Savoir et pouvoir sont les deux grands termes de la raison collective, dont le développement progressif fait la trame de l’histoire. À l’origine des annales humaines, on trouve la magie liée étroitement et confondue d’une part avec la science commençante, d’autre part avec la maladie, sans qu’il fût possible alors de faire un départ entre les trois. La magie, comme la science, cherchait à scruter les choses et à les faire servir à son usage, et sans doute mainte fois elle a, dans ses investigations, rencontré, comme fit plus tard l’alchimie, des phénomènes curieux ou importans. À son tour, la science, peu sûre en sa doctrine, peu riche de faits, ne refusait pas une alliance que les penseurs de la Grèce furent les premiers à oser repousser.

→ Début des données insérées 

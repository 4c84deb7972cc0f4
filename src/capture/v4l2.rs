//! V4L2 frame source with memory-mapped buffers and a dedicated capture thread

use std::path::PathBuf;
use std::sync::atomic::{AtomicBool, Ordering};
use std::sync::Arc;
use std::thread::{self, JoinHandle};
use std::time::Duration;

use bytes::Bytes;
use nix::errno::Errno;
use nix::unistd::{access, AccessFlags};
use tracing::{debug, error, info, instrument, warn};
use v4l::buffer::Type;
use v4l::capability::Flags as CapFlags;
use v4l::io::traits::CaptureStream;
use v4l::prelude::MmapStream;
use v4l::video::capture::Parameters;
use v4l::video::Capture;
use v4l::{Device, FourCC};

use crate::capture::frame::{Frame, FrameMetadata, PixelFormat};
use crate::capture::source::{CapturePermission, ErrorCallback, FrameCallback, FrameSource};
use crate::error::ScanError;
use crate::CaptureConfig;

/// Consecutive dequeue failures before the capture thread reports the device lost
const MAX_CONSECUTIVE_ERRORS: u32 = 30;

/// V4L2 capture bound to one device node.
///
/// The device is opened on the capture thread itself; `start` waits for a
/// handshake so open and stream failures surface as `DeviceUnavailable`.
pub struct V4l2FrameSource {
    config: CaptureConfig,
    running: Arc<AtomicBool>,
    worker: Option<JoinHandle<()>>,
}

impl V4l2FrameSource {
    pub fn new(config: CaptureConfig) -> Self {
        Self {
            config,
            running: Arc::new(AtomicBool::new(false)),
            worker: None,
        }
    }
}

impl FrameSource for V4l2FrameSource {
    #[instrument(skip(self, on_frame, on_error), fields(device = %self.config.device.path))]
    fn start(
        &mut self,
        on_frame: FrameCallback,
        on_error: ErrorCallback,
    ) -> Result<(), ScanError> {
        if self.worker.is_some() {
            return Ok(());
        }

        let (ready_tx, ready_rx) = flume::bounded::<Result<(), ScanError>>(1);
        let config = self.config.clone();
        let running = self.running.clone();
        running.store(true, Ordering::Release);

        let worker = thread::Builder::new()
            .name("frame-capture".into())
            .spawn(move || capture_thread(config, running, on_frame, on_error, ready_tx))
            .map_err(|e| ScanError::device_unavailable(self.config.device.path.clone(), e))?;

        let handshake = ready_rx.recv().unwrap_or_else(|_| {
            Err(ScanError::device_unavailable(
                self.config.device.path.clone(),
                "capture thread exited during startup",
            ))
        });

        match handshake {
            Ok(()) => {
                self.worker = Some(worker);
                Ok(())
            }
            Err(e) => {
                self.running.store(false, Ordering::Release);
                let _ = worker.join();
                error!("Failed to bind capture device: {}", e);
                Err(e)
            }
        }
    }

    fn stop(&mut self) {
        self.running.store(false, Ordering::Release);
        if let Some(worker) = self.worker.take() {
            // The thread notices the flag after its current dequeue returns
            if worker.join().is_err() {
                warn!("capture thread panicked");
            }
            info!("Capture stopped: {}", self.config.device.path);
        }
    }

    fn describe(&self) -> String {
        self.config.device.path.clone()
    }
}

impl Drop for V4l2FrameSource {
    fn drop(&mut self) {
        self.stop();
    }
}

fn capture_thread(
    config: CaptureConfig,
    running: Arc<AtomicBool>,
    on_frame: FrameCallback,
    on_error: ErrorCallback,
    ready: flume::Sender<Result<(), ScanError>>,
) {
    if let Some(core) = config.pin_core {
        pin_to_core(core);
    }

    let path = config.device.path.clone();
    let (device, active) = match open_device(&config) {
        Ok(opened) => opened,
        Err(e) => {
            let _ = ready.send(Err(e));
            return;
        }
    };

    // Buffer allocation is where a busy device usually reports EBUSY
    let mut stream =
        match MmapStream::with_buffers(&device, Type::VideoCapture, config.buffer_count) {
            Ok(stream) => stream,
            Err(e) => {
                let _ = ready.send(Err(ScanError::device_unavailable(path, e)));
                return;
            }
        };

    info!(
        "Capture stream started with {} buffers ({}x{} {:?})",
        config.buffer_count, active.width, active.height, active.format
    );
    let _ = ready.send(Ok(()));

    let mut sequence = 0u64;
    let mut failures = 0u32;
    while running.load(Ordering::Acquire) {
        let (buf, meta) = match stream.next() {
            Ok(next) => next,
            Err(e) => {
                failures += 1;
                if failures >= MAX_CONSECUTIVE_ERRORS {
                    error!("Capture error on {}, giving up: {}", path, e);
                    // A stop in progress is not a device failure
                    if running.swap(false, Ordering::AcqRel) {
                        on_error(ScanError::device_unavailable(path.clone(), e));
                    }
                    break;
                }
                warn!("Capture error on {}: {}", path, e);
                thread::sleep(Duration::from_millis(10));
                continue;
            }
        };
        failures = 0;
        sequence += 1;

        // Copy out so the mmap buffer is requeued on the next dequeue
        let used = match meta.bytesused as usize {
            0 => buf.len(),
            n => n.min(buf.len()),
        };
        let data = Bytes::copy_from_slice(&buf[..used]);

        let frame = Frame::new(
            data,
            FrameMetadata {
                sequence,
                device_timestamp: Some(
                    Duration::from_secs(meta.timestamp.sec as u64)
                        + Duration::from_micros(meta.timestamp.usec as u64),
                ),
                ..active.clone()
            },
        );
        on_frame(frame);
    }

    debug!("Capture thread exiting after {} frames", sequence);
}

/// Open the device and negotiate the format. Returns the metadata template
/// for frames produced under the negotiated format.
fn open_device(config: &CaptureConfig) -> Result<(Device, FrameMetadata), ScanError> {
    let path = config.device.path.as_str();
    info!("Initializing V4L2 capture: {:?}", config.device);

    let device = Device::with_path(path).map_err(|e| ScanError::device_unavailable(path, e))?;

    let caps = device
        .query_caps()
        .map_err(|e| ScanError::device_unavailable(path, e))?;
    info!("Device: {} ({})", caps.card, caps.driver);

    if !caps.capabilities.contains(CapFlags::VIDEO_CAPTURE) {
        return Err(ScanError::device_unavailable(
            path,
            "device doesn't support video capture",
        ));
    }

    let mut fmt = device
        .format()
        .map_err(|e| ScanError::device_unavailable(path, e))?;
    fmt.width = config.width;
    fmt.height = config.height;
    fmt.fourcc = fourcc_for(config.device.format);
    let fmt = device
        .set_format(&fmt)
        .map_err(|e| ScanError::device_unavailable(path, e))?;

    if let Err(e) = device.set_params(&Parameters::with_fps(config.fps)) {
        warn!("Device refused {} fps: {}", config.fps, e);
    }

    // Drivers may substitute the nearest supported format
    let format = pixel_format_for(fmt.fourcc).ok_or_else(|| {
        ScanError::device_unavailable(path, format!("driver negotiated {}", fmt.fourcc))
    })?;

    let template = FrameMetadata {
        sequence: 0,
        width: fmt.width,
        height: fmt.height,
        stride: fmt.stride,
        format,
        rotation: config.rotation,
        device_timestamp: None,
    };
    Ok((device, template))
}

fn fourcc_for(format: PixelFormat) -> FourCC {
    let code = match format {
        PixelFormat::Gray8 => b"GREY",
        PixelFormat::Rgb24 => b"RGB3",
        PixelFormat::Bgr24 => b"BGR3",
        PixelFormat::Yuyv4 => b"YUYV",
        PixelFormat::Mjpeg => b"MJPG",
        PixelFormat::Nv12 => b"NV12",
    };
    FourCC::new(code)
}

fn pixel_format_for(fourcc: FourCC) -> Option<PixelFormat> {
    match &fourcc.repr {
        b"GREY" => Some(PixelFormat::Gray8),
        b"RGB3" => Some(PixelFormat::Rgb24),
        b"BGR3" => Some(PixelFormat::Bgr24),
        b"YUYV" => Some(PixelFormat::Yuyv4),
        b"MJPG" => Some(PixelFormat::Mjpeg),
        b"NV12" => Some(PixelFormat::Nv12),
        _ => None,
    }
}

fn pin_to_core(core: usize) {
    let pinned = core_affinity::get_core_ids()
        .and_then(|ids| ids.into_iter().find(|id| id.id == core))
        .map(core_affinity::set_for_current)
        .unwrap_or(false);
    if pinned {
        debug!("Capture thread pinned to core {}", core);
    } else {
        warn!("Could not pin capture thread to core {}", core);
    }
}

/// Access check on the device node.
///
/// Only an explicit EACCES/EPERM counts as a denial; a missing node is left
/// for `start` to report as `DeviceUnavailable`.
pub struct DevicePermission {
    path: PathBuf,
}

impl DevicePermission {
    pub fn new(path: impl Into<PathBuf>) -> Self {
        Self { path: path.into() }
    }
}

impl CapturePermission for DevicePermission {
    fn is_granted(&self) -> bool {
        !matches!(
            access(&self.path, AccessFlags::R_OK | AccessFlags::W_OK),
            Err(Errno::EACCES) | Err(Errno::EPERM)
        )
    }
}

Enfin la maladie, rêvant conformément à toutes les croyances reçues, apportait une confirmation apparente à l’art occulte. Tout cela, par l’office du temps révélateur et instructeur, s’est séparé et distingué. La science, riche de faits et assurée en sa doctrine, sait qu’elle n’agit que par l’intermédiaire des propriétés des choses, propriétés où elle ne pénètre peu à peu qu’en construisant, par la main des générations successives, des théories abstraites et profondes. La magie, isolée de la science et à part de la maladie, invoquant en vain les êtres immatériels de l’espace ou les forces élémentaires de la nature, a des charmes et des formules, mais rien qui leur obéisse. La maladie, qui si longtemps lui donna certificat d’existence, reconnue sous les formes singulières qui la masquaient, ajoute à la médecine une page que l’histoire, de son côté, ne doit pas négliger.


É. LITTRÉ.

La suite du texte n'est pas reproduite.